In a real sense segregation, whether it is de jure segregation of certain sections of the South or de facto segregation of the North, is a new form of slavery covered up with certain niceties of complexities. And all men of goodwill all over this nation must work together passionately and unrelentingly to solve this problem!
…
Now is the time for strong legislation to end discrimination in housing. There also must be vigorous enforcement of such legislation! Now is the time for men of goodwill to get together to make it possible for better housing conditions to be brought into being for low-income and middle-income families.1
Dr. King called the “de facto segregation” of Boston’s suburbs “a new form of slavery covered up with certain niceties and complexities.” Feel free to disagree with MLK, but you can’t accuse me of misquoting him.
This year, in the report Exclusionary by Design, the researcher Amy Dain came to a similar conclusion:
Throughout the late 1960s and early 1970s, journalists and columnists, state and federal officials, municipal planners, academics, housing advocates, and civil rights leaders and activists were calling out the racist, exclusionary motives behind zoning and calling for reform, to allow apartment construction, to enable desegregation. There had never been more awareness and public acknowledgement of zoning’s unseemly role keeping lower income people and minorities from the opportunities of affluent suburbs. Civil rights activists had formed committees in many suburbs to address fair employment and fair housing, including zoning reform. As suburb after suburb voted to cancel zoning for multifamily housing, voters could not have been ignorant about the implications of their votes—for segregation.2
To be clear, however, today’s housing crisis is not limited to racial segregation. The academic Richard Kahlenberg, who I had the chance to meet last month, persuasively argues that class discrimination is as, if not more, pervasive than racial discrimination today in places like Massachusetts. Kahlenberg argues that:
Across the country, a lot of good white liberals, people who purchase copies of White Fragility and decry the U.S. Supreme Court for ending affirmative action, sleep every night in exclusive suburbs that socially engineer economic … segregation by government edict. The huge inequalities between upscale municipalities and their poorer neighbors didn’t just happen; they are in large measure the product of [zoning] laws that are hard to square with the inclusive In This House, We Believe signs on lawns in many highly educated, deep-blue suburbs…
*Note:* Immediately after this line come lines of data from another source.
use tabular_ingest::ingestion::xml::{parse_xml, parse_xml_str, XmlOptions};
use tabular_ingest::ingestion::{ingest_from_path, IngestionOptions};
use tabular_ingest::types::{FileType, Value};

#[test]
fn repeated_elements_become_rows() {
    let xml = "<root><item><name>A</name><v>1</v></item><item><name>B</name><v>2</v></item></root>";
    let data = parse_xml_str(xml, "items.xml", &XmlOptions::default()).unwrap();

    assert_eq!(data.file_type, FileType::Xml);
    assert_eq!(data.headers, vec!["name", "v"]);
    assert_eq!(data.row_count, 2);
    assert_eq!(data.rows[0]["name"], Value::from("A"));
    assert_eq!(data.rows[1]["v"], Value::from("2"));
}

#[test]
fn minimal_repeated_item_document() {
    let xml = "<root><item><x>1</x></item><item><x>2</x></item></root>";
    let data = parse_xml_str(xml, "x.xml", &XmlOptions::default()).unwrap();

    assert_eq!(data.headers, vec!["x"]);
    assert_eq!(data.raw_data, vec![vec![Value::from("1")], vec![Value::from("2")]]);
}

#[test]
fn ingest_xml_from_path_with_attributes() {
    let data = ingest_from_path("tests/fixtures/catalog.xml", &IngestionOptions::default()).unwrap();

    // `book` outnumbers the single `publisher` element.
    assert_eq!(data.row_count, 3);
    assert_eq!(data.headers, vec!["@id", "@lang", "author", "title", "price"]);
    assert_eq!(data.rows[0]["@lang"], Value::from("en"));
    assert_eq!(data.raw_data[1][1], Value::Null);
    assert_eq!(data.rows[2]["title"], Value::from("Maeve Ascendant"));
}

#[test]
fn text_is_trimmed_and_empty_leaves_are_empty_strings() {
    let xml = "<r><row><a>  padded  </a><b/></row><row><a>x</a><b></b></row></r>";
    let data = parse_xml_str(xml, "x.xml", &XmlOptions::default()).unwrap();

    assert_eq!(data.rows[0]["a"], Value::from("padded"));
    assert_eq!(data.rows[0]["b"], Value::from(""));
}

#[test]
fn ties_go_to_first_seen_tag() {
    let xml = "<r><a><v>1</v></a><b><w>2</w></b><a><v>3</v></a><b><w>4</w></b></r>";
    let data = parse_xml_str(xml, "x.xml", &XmlOptions::default()).unwrap();
    assert_eq!(data.headers, vec!["v"]);
}

#[test]
fn row_tag_overrides_detection() {
    let xml = "<r><a><v>1</v></a><a><v>2</v></a><b><w>9</w></b></r>";
    let opts = XmlOptions {
        row_tag: Some("b".to_string()),
        ..Default::default()
    };
    let data = parse_xml_str(xml, "x.xml", &opts).unwrap();
    assert_eq!(data.headers, vec!["w"]);
    assert_eq!(data.row_count, 1);
}

#[test]
fn invalid_documents_fail() {
    let opts = XmlOptions::default();

    let err = parse_xml(b"<open>", "x.xml", &opts).unwrap_err();
    assert!(err.to_string().contains("Invalid XML format"));

    let opts = XmlOptions {
        row_tag: Some("missing".to_string()),
        ..Default::default()
    };
    let err = parse_xml_str("<r><a/></r>", "x.xml", &opts).unwrap_err();
    assert_eq!(err.to_string(), "No data rows found in XML");
}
Many people seeking a better life for their children would, in fact, relish an opportunity to move to [these suburbs].3
1. “Address Of Reverend Doctor Martin Luther King, Jr. Delivered To A Joint Convention Of The Two Houses Of The General Court Of Massachusetts.” April 22, 1965, pages 8-9. https://archives.lib.state.ma.us/bitstream/handle/2452/70100/ocn701908905.pdf.
2. Dain, Amy. “Exclusionary by Design: An Investigation of Zoning’s Use as a Tool of Race, Class, and Family Exclusion in Boston’s Suburbs, 1920 to Today.” October, 2023, page 23. https://www.bostonindicators.org/reports/report-detail-pages/exclusionary-by-design.
3. Kahlenberg, Richard. “Liberal Suburbs Have Their Own Border Wall.” The Atlantic, July 23, 2023. https://www.theatlantic.com/ideas/archive/2023/07/wealthy-liberal-suburbs-economic-segregation-scarsdale/674792/.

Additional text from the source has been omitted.